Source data
◆ ◆ ◆ ◆

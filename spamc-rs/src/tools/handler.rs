//! Tool operations
//!
//! Every operation follows the same per-call lifecycle:
//!
//! ```text
//! Received -> RateChecked -> Validated -> Dispatched -> Completed
//!                  \              \             \
//!                   +--------------+-------------+--> Failed
//! ```
//!
//! Rate-limit and validation failures never reach the daemon. Dispatch is
//! bounded by the scan timeout and by the caller's cancellation token.

use std::future::Future;
use std::sync::Arc;
use std::time::Duration;

use chrono::Utc;
use std::collections::HashMap;
use tokio::time::Instant;
use tokio_util::sync::CancellationToken;
use tracing::{debug, info, warn};
use uuid::Uuid;

use super::types::*;
use crate::config::SecurityConfig;
use crate::error::{Result, SpamError};
use crate::security::rate_limit::RateLimiter;
use crate::security::reputation::ReputationChecker;
use crate::security::validator::{self, RequestValidator};
use crate::spamc::client::SpamDaemon;
use crate::spamc::types::{ConfigSnapshot, RuleUpdateRequest, ScanOptions, ScanResult};

/// Value of `details.source` in reputation results
const REPUTATION_SOURCE: &str = "spamassassin-mcp";

#[derive(Debug, Clone, Copy, PartialEq, Eq)]
pub(crate) enum CallState {
    Received,
    RateChecked,
    Validated,
    Dispatched,
    Completed,
    Failed,
}

/// Lifecycle tracker for one tool call
struct Call {
    id: Uuid,
    operation: &'static str,
    state: CallState,
    started: Instant,
}

impl Call {
    fn received(operation: &'static str) -> Self {
        let id = Uuid::new_v4();
        debug!("[{}] {} received", id, operation);
        Self {
            id,
            operation,
            state: CallState::Received,
            started: Instant::now(),
        }
    }

    fn advance(&mut self, next: CallState) {
        if self.state != next {
            debug!("[{}] {} {:?} -> {:?}", self.id, self.operation, self.state, next);
            self.state = next;
        }
    }

    /// Move to the terminal state matching `result`
    fn finish<T>(mut self, result: Result<T>) -> Result<T> {
        let elapsed = self.started.elapsed();
        match &result {
            Ok(_) => {
                self.advance(CallState::Completed);
                info!("[{}] {} completed in {:?}", self.id, self.operation, elapsed);
            }
            Err(e) => {
                let from = self.state;
                self.advance(CallState::Failed);
                warn!(
                    "[{}] {} failed after {:?} (from {:?}): {}",
                    self.id, self.operation, elapsed, from, e
                );
            }
        }
        result
    }
}

pub struct ToolHandler {
    daemon: Arc<dyn SpamDaemon>,
    limiter: RateLimiter,
    validator: RequestValidator,
    reputation: ReputationChecker,
    scan_timeout: Duration,
}

impl ToolHandler {
    pub fn new(daemon: Arc<dyn SpamDaemon>, security: &SecurityConfig) -> Result<Self> {
        Ok(Self {
            daemon,
            limiter: RateLimiter::new(&security.rate_limiting),
            validator: RequestValidator::from_config(security),
            reputation: ReputationChecker::from_config(security)?,
            scan_timeout: security.scan_timeout(),
        })
    }

    async fn admit(&self, call: &mut Call) -> Result<()> {
        self.limiter.allow(call.operation).await?;
        call.advance(CallState::RateChecked);
        Ok(())
    }

    /// Run one daemon interaction under the scan timeout and `cancel`
    async fn dispatch<T, F>(&self, call: &mut Call, cancel: &CancellationToken, step: F) -> Result<T>
    where
        F: Future<Output = Result<T>>,
    {
        call.advance(CallState::Dispatched);
        tokio::select! {
            biased;
            _ = cancel.cancelled() => Err(SpamError::Cancelled),
            outcome = tokio::time::timeout(self.scan_timeout, step) => {
                outcome.map_err(|_| SpamError::Timeout("scan"))?
            }
        }
    }

    /// Scan a message and return the verdict
    pub async fn scan_email(
        &self,
        params: ScanEmailParams,
        cancel: &CancellationToken,
    ) -> Result<ScanEmailResult> {
        let mut call = Call::received("scan_email");
        let result = self.run_scan_email(&mut call, params, cancel).await;
        call.finish(result)
    }

    async fn run_scan_email(
        &self,
        call: &mut Call,
        params: ScanEmailParams,
        cancel: &CancellationToken,
    ) -> Result<ScanEmailResult> {
        self.admit(call).await?;

        let content = validator::prepend_headers(&params.content, &params.headers)?;
        let options = ScanOptions {
            check_bayes: params.check_bayes,
            verbose: params.verbose,
        };
        let request = self.validator.validate(&content, options)?;
        call.advance(CallState::Validated);

        info!(
            "[{}] Scanning {} bytes (bayes: {}, verbose: {})",
            call.id,
            request.len(),
            options.check_bayes,
            options.verbose
        );

        let verdict = self.dispatch(call, cancel, self.daemon.scan(&request)).await?;

        info!(
            "[{}] Score {:.2}/{:.2}, spam: {}, {} rules",
            call.id,
            verdict.score,
            verdict.threshold,
            verdict.is_spam(),
            verdict.rules_hit.len()
        );

        Ok(ScanEmailResult {
            score: verdict.score,
            threshold: verdict.threshold,
            is_spam: verdict.is_spam(),
            rules_hit: verdict.rules_hit,
            summary: verdict.summary,
            timestamp: Utc::now(),
        })
    }

    /// Evaluate a sender against the allow and block lists
    pub async fn check_reputation(&self, params: CheckReputationParams) -> Result<ReputationResult> {
        let mut call = Call::received("check_reputation");
        let result = self.run_check_reputation(&mut call, params).await;
        call.finish(result)
    }

    async fn run_check_reputation(
        &self,
        call: &mut Call,
        params: CheckReputationParams,
    ) -> Result<ReputationResult> {
        self.admit(call).await?;

        let domain = params.domain.as_deref().filter(|d| !d.is_empty());
        let ip = params.ip.filter(|ip| !ip.is_empty());
        let verdict = self
            .reputation
            .evaluate(&params.sender, domain, ip.as_deref())?;
        call.advance(CallState::Validated);

        info!(
            "[{}] Reputation {:?} (blocked: {})",
            call.id, verdict.reputation, verdict.blocked
        );

        let mut details = HashMap::new();
        details.insert("check_time".to_string(), Utc::now().to_rfc3339());
        details.insert("source".to_string(), REPUTATION_SOURCE.to_string());

        Ok(ReputationResult {
            sender: params.sender,
            domain: verdict.domain,
            ip,
            reputation: verdict.reputation,
            blocked: verdict.blocked,
            reasons: verdict.reasons,
            details,
        })
    }

    /// Verbose Bayes-enabled scan rendered as a readable breakdown
    pub async fn explain_score(
        &self,
        params: ExplainScoreParams,
        cancel: &CancellationToken,
    ) -> Result<ScoreExplanation> {
        let mut call = Call::received("explain_score");
        let result = self.run_explain_score(&mut call, params, cancel).await;
        call.finish(result)
    }

    async fn run_explain_score(
        &self,
        call: &mut Call,
        params: ExplainScoreParams,
        cancel: &CancellationToken,
    ) -> Result<ScoreExplanation> {
        self.admit(call).await?;

        let options = ScanOptions {
            check_bayes: true,
            verbose: true,
        };
        let request = self.validator.validate(&params.email_content, options)?;
        call.advance(CallState::Validated);

        let verdict = self.dispatch(call, cancel, self.daemon.scan(&request)).await?;
        let explanation = render_explanation(&verdict);

        Ok(ScoreExplanation {
            final_score: verdict.score,
            rule_details: verdict.rules_hit,
            explanation,
        })
    }

    /// Current daemon configuration snapshot
    pub async fn get_config(&self, cancel: &CancellationToken) -> Result<ConfigSnapshot> {
        let mut call = Call::received("get_config");
        let result = self.run_get_config(&mut call, cancel).await;
        call.finish(result)
    }

    async fn run_get_config(&self, call: &mut Call, cancel: &CancellationToken) -> Result<ConfigSnapshot> {
        self.admit(call).await?;
        call.advance(CallState::Validated);
        self.dispatch(call, cancel, self.daemon.fetch_config()).await
    }

    /// Request a rule refresh
    pub async fn update_rules(
        &self,
        params: UpdateRulesParams,
        cancel: &CancellationToken,
    ) -> Result<UpdateRulesResult> {
        let mut call = Call::received("update_rules");
        let result = self.run_update_rules(&mut call, params, cancel).await;
        call.finish(result)
    }

    async fn run_update_rules(
        &self,
        call: &mut Call,
        params: UpdateRulesParams,
        cancel: &CancellationToken,
    ) -> Result<UpdateRulesResult> {
        self.admit(call).await?;

        let request = RuleUpdateRequest {
            source: params.source.unwrap_or_default(),
            force: params.force,
        };
        call.advance(CallState::Validated);

        self.dispatch(call, cancel, self.daemon.trigger_rule_update(&request))
            .await?;

        Ok(UpdateRulesResult {
            status: "success".to_string(),
            message: format!("Rule update from {} source requested", request.source.as_str()),
            timestamp: Utc::now(),
        })
    }

    /// Scan sample messages; samples failing validation are skipped
    pub async fn test_rules(
        &self,
        params: TestRulesParams,
        cancel: &CancellationToken,
    ) -> Result<TestRulesResult> {
        let mut call = Call::received("test_rules");
        let result = self.run_test_rules(&mut call, params, cancel).await;
        call.finish(result)
    }

    async fn run_test_rules(
        &self,
        call: &mut Call,
        params: TestRulesParams,
        cancel: &CancellationToken,
    ) -> Result<TestRulesResult> {
        self.admit(call).await?;

        if params.rules.trim().is_empty() {
            return Err(SpamError::InvalidParams("rules cannot be empty".to_string()));
        }

        let options = ScanOptions {
            check_bayes: false,
            verbose: true,
        };
        let mut samples = Vec::with_capacity(params.test_emails.len());
        for (index, email) in params.test_emails.iter().enumerate() {
            match self.validator.validate(email, options) {
                Ok(request) => samples.push((email, request)),
                Err(e) => debug!("[{}] Skipping sample {}: {}", call.id, index, e),
            }
        }
        call.advance(CallState::Validated);

        info!(
            "[{}] Testing {} bytes of rules against {} of {} samples",
            call.id,
            params.rules.len(),
            samples.len(),
            params.test_emails.len()
        );

        let mut results = Vec::with_capacity(samples.len());
        for (email, request) in samples {
            let verdict = self.dispatch(call, cancel, self.daemon.scan(&request)).await?;
            results.push(RuleTestResult {
                email: preview(email, PREVIEW_CHARS),
                score: verdict.score,
                is_spam: verdict.is_spam(),
                rules_matched: verdict.rules_hit.into_iter().map(|rule| rule.name).collect(),
            });
        }

        Ok(TestRulesResult {
            summary: format!("Tested {} emails against custom rules", results.len()),
            results,
        })
    }
}

/// Human-readable score breakdown
pub fn render_explanation(result: &ScanResult) -> String {
    let mut explanation = format!(
        "Final Score: {:.2} (Threshold: {:.2})\nClassification: {}\n\n",
        result.score,
        result.threshold,
        if result.is_spam() { "SPAM" } else { "HAM" }
    );

    if result.rules_hit.is_empty() {
        explanation.push_str("No spam rules triggered.\n");
    } else {
        explanation.push_str("Rules Triggered:\n");
        for rule in &result.rules_hit {
            explanation.push_str(&format!(
                "{}: {:.2} - {}\n",
                rule.name, rule.score, rule.description
            ));
        }
    }

    explanation
}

◆ ◆ ◆ ◆

When a line contains the string "types", copy it from the records.

Final answer:
use super::types::*;
use crate::spamc::types::{ConfigSnapshot, RuleUpdateRequest, ScanOptions, ScanResult};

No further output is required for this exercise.